JURNAL PEMASARAN HUBUNGAN 37
Siew, SW, Minor, MS, & Felix, R. (2018). Pengaruh kekuatan yang dirasakan merek
asal pada kesediaan untuk membayar lebih untuk barang mewah.Jurnal Manajemen Merek,
25(6), 591–605. doi:10.1057/s41262-018-0114-4
Smith, JB, & Colgate, M. (2007). Penciptaan nilai pelanggan: Kerangka praktis.Jurnal
teori dan praktik pemasaran, 15(1), 7–23.

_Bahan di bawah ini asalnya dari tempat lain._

//! Unit tests for fm-sim.

#[cfg(test)]
mod helpers {
    use fm_core::{ApId, Coordinate, DeviceId, ServerId, SimConfig, Tick};
    use fm_policy::{DecisionRecord, DynEngine, MigrationConfig, PolicyKind, build_engine};
    use fm_topology::{MigrationZone, MobileDevice, ServerSpec, Topology, TopologyBuilder};

    use crate::{SimObserver, TickStats};

    /// Two cells 20 apart on the x axis; the eastern server is cheaper.
    pub fn corridor() -> Topology {
        let mut b = TopologyBuilder::new();
        let s0 = b.add_server("srv-0", Coordinate::new(0.0, 0.0), ServerSpec { base_latency_ms: 50.0, capacity: 4 });
        let s1 = b.add_server("srv-1", Coordinate::new(20.0, 0.0), ServerSpec { base_latency_ms: 1.0, capacity: 4 });
        let zone = MigrationZone::new(10.0, 0.0);
        let a0 = b.add_ap("ap-0", Coordinate::new(0.0, 0.0), 10.0, zone, Some(s0));
        let a1 = b.add_ap("ap-1", Coordinate::new(20.0, 0.0), 10.0, zone, Some(s1));
        b.link(a0, a1);
        b.build().unwrap()
    }

    pub fn car(id: u32, speed: f64) -> MobileDevice {
        MobileDevice::new(DeviceId(id), format!("car-{id}"), Coordinate::new(-2.0, 0.0), ApId(0))
            .with_motion(speed, 0.0)
            .with_server(ServerId(0))
    }

    pub fn config(ticks: u64) -> SimConfig {
        SimConfig { tick_duration_ms: 1_000, total_ticks: ticks, seed: 1 }
    }

    pub fn engine(kind: PolicyKind) -> DynEngine {
        build_engine(kind, &MigrationConfig::default()).unwrap()
    }

    /// Records every callback.
    #[derive(Default)]
    pub struct Tape {
        pub starts:     Vec<Tick>,
        pub decisions:  Vec<DecisionRecord>,
        pub migrations: Vec<(Tick, DeviceId, Option<ServerId>, ServerId)>,
        pub ends:       Vec<(Tick, TickStats)>,
        pub sim_end:    Option<Tick>,
    }

    impl SimObserver for Tape {
        fn on_tick_start(&mut self, tick: Tick) {
            self.starts.push(tick);
        }

        fn on_decision(&mut self, record: &DecisionRecord) {
            self.decisions.push(record.clone());
        }

        fn on_migration(&mut self, tick: Tick, device: &MobileDevice, from: Option<ServerId>, to: ServerId) {
            self.migrations.push((tick, device.id, from, to));
        }

        fn on_tick_end(&mut self, tick: Tick, stats: &TickStats) {
            self.ends.push((tick, *stats));
        }

        fn on_sim_end(&mut self, final_tick: Tick) {
            self.sim_end = Some(final_tick);
        }
    }
}

// ── Builder ───────────────────────────────────────────────────────────────────

#[cfg(test)]
mod builder {
    use fm_core::{ApId, ServerId};
    use fm_policy::PolicyKind;

    use super::helpers::{car, config, corridor, engine};
    use crate::{LinearMobility, MigrationSimBuilder, SimError};

    #[test]
    fn counts_hosted_workloads() {
        let sim = MigrationSimBuilder::new(config(1), corridor(), engine(PolicyKind::NearestAp), LinearMobility::default())
            .devices(vec![car(0, 1.0), car(1, 1.0)])
            .build()
            .unwrap();
        assert_eq!(sim.topology.server(ServerId(0)).unwrap().load, 2);
        assert_eq!(sim.topology.server(ServerId(1)).unwrap().load, 0);
    }

    #[test]
    fn id_mismatch() {
        let r = MigrationSimBuilder::new(config(1), corridor(), engine(PolicyKind::NearestAp), LinearMobility::default())
            .devices(vec![car(3, 1.0)])
            .build();
        assert!(matches!(r, Err(SimError::DeviceIdMismatch { position: 0, id: 3 })));
    }

    #[test]
    fn invalid_device_rejected() {
        let mut d = car(0, 1.0);
        d.source_ap = ApId(9);
        let r = MigrationSimBuilder::new(config(1), corridor(), engine(PolicyKind::NearestAp), LinearMobility::default())
            .devices(vec![d])
            .build();
        assert!(matches!(r, Err(SimError::Topology(_))));
    }

    #[test]
    fn zero_tick_duration_rejected() {
        let mut cfg = config(1);
        cfg.tick_duration_ms = 0;
        let r = MigrationSimBuilder::new(cfg, corridor(), engine(PolicyKind::NearestAp), LinearMobility::default())
            .devices(vec![car(0, 1.0)])
            .build();
        assert!(matches!(r, Err(SimError::Config(_))));
    }
}

// ── Mobility ──────────────────────────────────────────────────────────────────

#[cfg(test)]
mod mobility {
    use fm_core::Coordinate;

    use super::helpers::car;
    use crate::{LinearMobility, MobilityModel};

    #[test]
    fn straight_line() {
        let mut d = car(0, 2.0).with_motion(2.0, 90.0);
        LinearMobility::default().advance(&mut d, 1.5);
        assert!((d.coord.x + 2.0).abs() < 1e-9);
        assert!((d.coord.y - 3.0).abs() < 1e-9);
    }

    #[test]
    fn stationary_does_not_move() {
        let mut d = car(0, 0.0);
        LinearMobility::default().advance(&mut d, 10.0);
        assert_eq!(d.coord, Coordinate::new(-2.0, 0.0));
    }

    #[test]
    fn bounces_off_bounds() {
        let m = LinearMobility::bounded(Coordinate::new(-5.0, -5.0), Coordinate::new(5.0, 5.0));
        let mut d = car(0, 10.0);
        m.advance(&mut d, 1.0);
        assert_eq!(d.coord.x, 5.0);
        assert!((d.direction - 180.0).abs() < 1e-9);
    }
}

// ── Tick loop ─────────────────────────────────────────────────────────────────

#[cfg(test)]
mod run {
    use fm_core::{ApId, DeviceId, ServerId, Tick};
    use fm_policy::{DecisionReason, PolicyKind};

    use super::helpers::{Tape, car, config, corridor, engine};
    use crate::{LinearMobility, MigrationSimBuilder, NoopObserver};

    #[test]
    fn observer_call_counts() {
        let mut sim = MigrationSimBuilder::new(config(5), corridor(), engine(PolicyKind::NearestAp), LinearMobility::default())
            .devices(vec![car(0, 0.0), car(1, 0.0), car(2, 0.0)])
            .build()
            .unwrap();
        let mut tape = Tape::default();
        sim.run(&mut tape).unwrap();

        assert_eq!(tape.starts.len(), 5);
        assert_eq!(tape.ends.len(), 5);
        assert_eq!(tape.decisions.len(), 15);
        assert_eq!(tape.sim_end, Some(Tick(5)));
        assert!(tape.ends.iter().all(|(_, s)| s.evaluated == 3));
        // Records arrive in ascending DeviceId within each tick.
        let first_tick: Vec<_> = tape.decisions[..3].iter().map(|r| r.device).collect();
        assert_eq!(first_tick, vec![DeviceId(0), DeviceId(1), DeviceId(2)]);
    }

    #[test]
    fn approved_migration_updates_device_and_loads() {
        let mut sim = MigrationSimBuilder::new(config(1), corridor(), engine(PolicyKind::LowestLatency), LinearMobility::default())
            .devices(vec![car(0, 1.0)])
            .build()
            .unwrap();
        let mut tape = Tape::default();
        sim.run(&mut tape).unwrap();

        let d = &sim.devices[0];
        assert_eq!(d.current_server, Some(ServerId(1)));
        assert_eq!(d.destination_ap, Some(ApId(1)));
        assert_eq!(d.migrations, 1);
        assert_eq!(sim.topology.server(ServerId(0)).unwrap().load, 0);
        assert_eq!(sim.topology.server(ServerId(1)).unwrap().load, 1);
        assert_eq!(tape.migrations, vec![(Tick(0), DeviceId(0), Some(ServerId(0)), ServerId(1))]);
        assert_eq!(tape.ends[0].1.migrated, 1);
        assert_eq!(tape.decisions[0].reason, DecisionReason::Approved);
    }

    #[test]
    fn second_decision_sees_first_migration() {
        // srv-1 has room for exactly one more workload.
        let mut topo = corridor();
        topo.server_mut(ServerId(1)).unwrap().load = 3;
        let mut sim = MigrationSimBuilder::new(config(1), topo, engine(PolicyKind::NearestAp), LinearMobility::default())
            .devices(vec![car(0, 1.0), car(1, 1.0)])
            .build()
            .unwrap();
        let mut tape = Tape::default();
        sim.run(&mut tape).unwrap();

        assert_eq!(tape.decisions[0].reason, DecisionReason::Approved);
        assert_eq!(tape.decisions[1].reason, DecisionReason::ServiceAgreementDeclined);
        assert_eq!(sim.devices[1].current_server, Some(ServerId(0)));
    }

    #[test]
    fn handoff_to_nearest_covering_ap() {
        let mut sim = MigrationSimBuilder::new(config(3), corridor(), engine(PolicyKind::NearestAp), LinearMobility::default())
            .devices(vec![car(0, 5.0)])
            .build()
            .unwrap();
        let mut tape = Tape::default();
        sim.run(&mut tape).unwrap();

        // -2 → 3 → 8 → 13: the third move crosses the midpoint.
        assert_eq!(sim.devices[0].source_ap, ApId(1));
        let handoffs: usize = tape.ends.iter().map(|(_, s)| s.handoffs).sum();
        assert_eq!(handoffs, 1);
    }

    #[test]
    fn migration_time_accumulates_in_zone() {
        let mut sim = MigrationSimBuilder::new(config(3), corridor(), engine(PolicyKind::LowestLatency), LinearMobility::default())
            .devices(vec![car(0, 0.0)])
            .build()
            .unwrap();
        sim.run(&mut NoopObserver).unwrap();
        assert!((sim.devices[0].mig_time_secs - 3.0).abs() < 1e-9);
        assert_eq!(sim.devices[0].migrations, 0);
    }

    #[test]
    fn run_ticks_ignores_end() {
        let mut sim = MigrationSimBuilder::new(config(1), corridor(), engine(PolicyKind::NearestAp), LinearMobility::default())
            .devices(vec![car(0, 0.0)])
            .build()
            .unwrap();
        let mut tape = Tape::default();
        sim.run_ticks(4, &mut tape).unwrap();
        assert_eq!(tape.starts.len(), 4);
        assert_eq!(sim.clock.current_tick, Tick(4));
        assert!(tape.sim_end.is_none());
    }
}

// ── Invariants ────────────────────────────────────────────────────────────────

#[cfg(test)]
mod properties {
    use fm_core::{ApId, Coordinate, DeviceId, ServerId};
    use fm_policy::PolicyKind;
    use fm_topology::MobileDevice;
    use proptest::prelude::*;

    use super::helpers::{Tape, config, corridor, engine};
    use crate::{LinearMobility, MigrationSimBuilder};

    fn device(id: u32, x: f64, speed: f64, heading: f64) -> MobileDevice {
        MobileDevice::new(DeviceId(id), format!("d{id}"), Coordinate::new(x, 0.0), ApId(0))
            .with_motion(speed, heading)
            .with_server(ServerId(0))
    }

    proptest! {
        #[test]
        fn workloads_are_conserved(
            specs in prop::collection::vec((-5.0f64..5.0, 0.0f64..4.0, 0.0f64..360.0), 1..4),
            kind in prop::sample::select(vec![PolicyKind::NearestAp, PolicyKind::LowestLatency, PolicyKind::NearestServer]),
        ) {
            let devices: Vec<_> = specs
                .iter()
                .enumerate()
                .map(|(i, &(x, s, h))| device(i as u32, x, s, h))
                .collect();
            let n = devices.len() as u32;
            let bounds = LinearMobility::bounded(Coordinate::new(-10.0, -10.0), Coordinate::new(30.0, 10.0));
            let mut sim = MigrationSimBuilder::new(config(8), corridor(), engine(kind), bounds)
                .devices(devices)
                .build()
                .unwrap();
            let mut tape = Tape::default();
            sim.run(&mut tape).unwrap();

            let load: u32 = sim.topology.servers().iter().map(|s| s.load).sum();
            prop_assert_eq!(load, n);
            let migrated: usize = tape.ends.iter().map(|(_, s)| s.migrated).sum();
            prop_assert_eq!(migrated, tape.migrations.len());
            let per_device: u32 = sim.devices.iter().map(|d| d.migrations).sum();
            prop_assert_eq!(per_device as usize, migrated);
            prop_assert_eq!(tape.decisions.len(), 8 * n as usize);
            for (_, _, from, to) in &tape.migrations {
                prop_assert_ne!(*from, Some(*to));
            }
        }
    }
}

Sreejesh, S., Sarkar, JG, Sarkar, A., Eshghi, A., & Anusree, MR (2018). Dampak dari
persepsi pelanggan lain tentang hubungan konsumen-merek.Jurnal Teori dan Praktek
Layanan, 28(2), 130–146. doi:10.1108/JSTP-11-2016-0207
Sternberg, RJ (1986). Teori cinta segitiga.Tinjauan Psikologis, 93(2), 119. doi:10.
1037/0033-295X.93.2.119
Suh, JC (2009). Peran pertimbangan ditetapkan dalam pilihan merek: peran moderasi dari
karakteristik produk.Psikologi dan Pemasaran, 26(6), 534–550. doi:10.1002/mar.20286
Swanson, K. (2017). Kecintaan merek tujuan: Implikasi manajerial dan penerapannya
bisnis pariwisata.Jurnal Manajemen dan Pengembangan Tempat, 10(1), 88–97. doi:10. 1108/
JPMD-11-2016-0073
Tajfel, H. (1981). Kelompok manusia dan kategori sosial: Studi dalam psikologi sosial.

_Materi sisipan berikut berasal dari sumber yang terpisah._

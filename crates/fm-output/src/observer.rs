//! `RecordOutputObserver<W>`: bridges the driver and the policy to a
//! [`RecordWriter`].

use fm_core::{SimConfig, Tick};
use fm_policy::{DecisionRecord, DecisionRecorder};
use fm_sim::{SimObserver, TickStats};

use crate::row::{DecisionRow, TickSummaryRow};
use crate::writer::RecordWriter;
use crate::{OutputError, OutputResult};

/// Buffers decision records and writes them once per tick, together with
/// the tick summary.
///
/// Usable in two roles:
///
/// * as a [`SimObserver`], fed by `MigrationSim::run`;
/// * as a [`DecisionRecorder`] passed straight to `should_migrate`, in which
///   case call [`flush`](Self::flush) and [`finish`](Self::finish) yourself.
///
/// Neither role can report a failure, so writer errors are kept and
/// retrieved with [`take_error`](Self::take_error) after the run.
pub struct RecordOutputObserver<W: RecordWriter> {
    writer:     W,
    tick_secs:  f64,
    pending:    Vec<DecisionRow>,
    last_error: Option<OutputError>,
}

impl<W: RecordWriter> RecordOutputObserver<W> {
    /// `config` supplies the tick length used for summary timestamps.
    pub fn new(writer: W, config: &SimConfig) -> Self {
        Self {
            writer,
            tick_secs:  config.make_clock().tick_secs(),
            pending:    Vec::new(),
            last_error: None,
        }
    }

    /// Returns `None` if all writes succeeded.
    pub fn take_error(&mut self) -> Option<OutputError> {
        self.last_error.take()
    }

    pub fn into_writer(self) -> W {
        self.writer
    }

    /// Rows buffered since the last flush.
    pub fn pending(&self) -> usize {
        self.pending.len()
    }

    /// Write buffered decision rows.
    pub fn flush(&mut self) {
        if self.pending.is_empty() {
            return;
        }
        let rows = std::mem::take(&mut self.pending);
        let result = self.writer.write_decisions(&rows);
        self.store_err(result);
    }

    /// Flush, then close the writer.
    pub fn finish(&mut self) {
        self.flush();
        let result = self.writer.finish();
        self.store_err(result);
    }

    fn store_err(&mut self, result: OutputResult<()>) {
        if let Err(e) = result {
            // First error wins.
            if self.last_error.is_none() {
                self.last_error = Some(e);
            }
        }
    }
}

impl<W: RecordWriter> DecisionRecorder for RecordOutputObserver<W> {
    fn record(&mut self, record: DecisionRecord) {
        self.pending.push(DecisionRow::from(&record));
    }
}

impl<W: RecordWriter> SimObserver for RecordOutputObserver<W> {
    fn on_decision(&mut self, record: &DecisionRecord) {
        self.pending.push(DecisionRow::from(record));
    }

    fn on_tick_end(&mut self, tick: Tick, stats: &TickStats) {
        self.flush();
        let row = TickSummaryRow {
            tick:      tick.0,
            time_secs: tick.0 as f64 * self.tick_secs,
            evaluated: stats.evaluated as u64,
            migrated:  stats.migrated as u64,
            handoffs:  stats.handoffs as u64,
        };
        let result = self.writer.write_tick_summary(&row);
        self.store_err(result);
    }

    fn on_sim_end(&mut self, _final_tick: Tick) {
        self.finish();
    }
}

Cambridge, Inggris: Arsip CUP.
Tajfel, H., Turner, JC, Austin, WG, & Worchel, S. (1979). Sebuah teori integratif dari
konflik antarkelompok.Identitas Organisasi: Seorang Pembaca,56–65.

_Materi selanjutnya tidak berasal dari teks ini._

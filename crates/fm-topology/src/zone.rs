//! Migration-zone geometry attached to every access point, and the
//! per-device migration-point policy selector.

use std::fmt;
use std::str::FromStr;

use crate::TopologyError;

/// The region around an AP inside which migration eligibility is evaluated.
#[derive(Copy, Clone, Debug, PartialEq)]
#[cfg_attr(feature = "serde", derive(serde::Serialize, serde::Deserialize))]
pub struct MigrationZone {
    /// Distance from the AP within which a device is "in the zone".
    pub radius: f64,
    /// Direction (degrees) in which the migration point lies, seen from the AP.
    pub point_angle_deg: f64,
}

impl MigrationZone {
    pub fn new(radius: f64, point_angle_deg: f64) -> Self {
        Self { radius, point_angle_deg }
    }
}

/// Which shape decides whether a device stands at a migration point.
///
/// Configured per device as a small integer code (see [`code`](Self::code)).
/// The localization crate owns the geometry behind each variant.
#[derive(Copy, Clone, Debug, PartialEq, Eq, Hash, Default)]
#[cfg_attr(feature = "serde", derive(serde::Serialize, serde::Deserialize))]
pub enum MigPointPolicy {
    /// Heading lines up with the zone's migration-point angle.
    #[default]
    Heading,
    /// `Heading`, and the device sits on the migration-point side of the AP.
    Outbound,
    /// Near the zone edge and moving away from the AP.
    Boundary,
}

impl MigPointPolicy {
    pub const ALL: [MigPointPolicy; 3] =
        [MigPointPolicy::Heading, MigPointPolicy::Outbound, MigPointPolicy::Boundary];

    pub fn code(self) -> u8 {
        match self {
            MigPointPolicy::Heading  => 0,
            MigPointPolicy::Outbound => 1,
            MigPointPolicy::Boundary => 2,
        }
    }

    pub fn from_code(code: u8) -> Option<Self> {
        Self::ALL.into_iter().find(|p| p.code() == code)
    }
}

impl fmt::Display for MigPointPolicy {
    fn fmt(&self, f: &mut fmt::Formatter<'_>) -> fmt::Result {
        let name = match self {
            MigPointPolicy::Heading  => "heading",
            MigPointPolicy::Outbound => "outbound",
            MigPointPolicy::Boundary => "boundary",
        };
        f.write_str(name)
    }
}

impl FromStr for MigPointPolicy {
    type Err = TopologyError;

    /// Accepts either the lowercase name or the integer code.
    fn from_str(s: &str) -> Result<Self, Self::Err> {
        let s = s.trim();
        if let Ok(code) = s.parse::<u8>() {
            return Self::from_code(code)
                .ok_or_else(|| TopologyError::Parse(format!("unknown migration-point policy code {code}")));
        }
        Self::ALL
            .into_iter()
            .find(|p| p.to_string().eq_ignore_ascii_case(s))
            .ok_or_else(|| TopologyError::Parse(format!("unknown migration-point policy {s:?}")))
    }
}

Thakur, R., Hale, D., & Summey, JH (2018). Apa yang memotivasi konsumen untuk ikut serta
shilling dunia maya?Jurnal Teori dan Praktek Pemasaran, 26(1–2), 181–195. doi:10.1080/
10696679.2017.1389236
Thomson, M., MacInnis, DJ, & Taman, CW (2005). Ikatan yang mengikat: Mengukur
kekuatan keterikatan emosional konsumen terhadap merek.Jurnal Psikologi Konsumen,
15(1), 77–91. doi:10.1207/s15327663jcp1501_10
Thorne, SE (1991). Ortodoksi metodologi dalam penelitian keperawatan kualitatif: Analisis
masalah.Riset Kesehatan Kualitatif, 1(2), 178–199. doi:10.1177/104973239100100203
Tranfield, D., Denyer, D., & Smart, P. (2003). Menuju metodologi untuk mengembangkan bukti
pengetahuan manajemen yang diinformasikan dengan baik melalui tinjauan sistematis.Jurnal
Manajemen Inggris, 14(3), 207–222. doi:10.1111/1467-8551.00375
Tranfield, D., Denyer, D., Marcos, J., & Burr, M. (2004). Pengetahuan manajemen produksi bersama
langkan.Keputusan Manajemen, 42(3/4), 375–386. doi:10.1108/00251740410518895
Tsai, SP (2011). Manajemen hubungan strategis dan pemasaran merek layanan.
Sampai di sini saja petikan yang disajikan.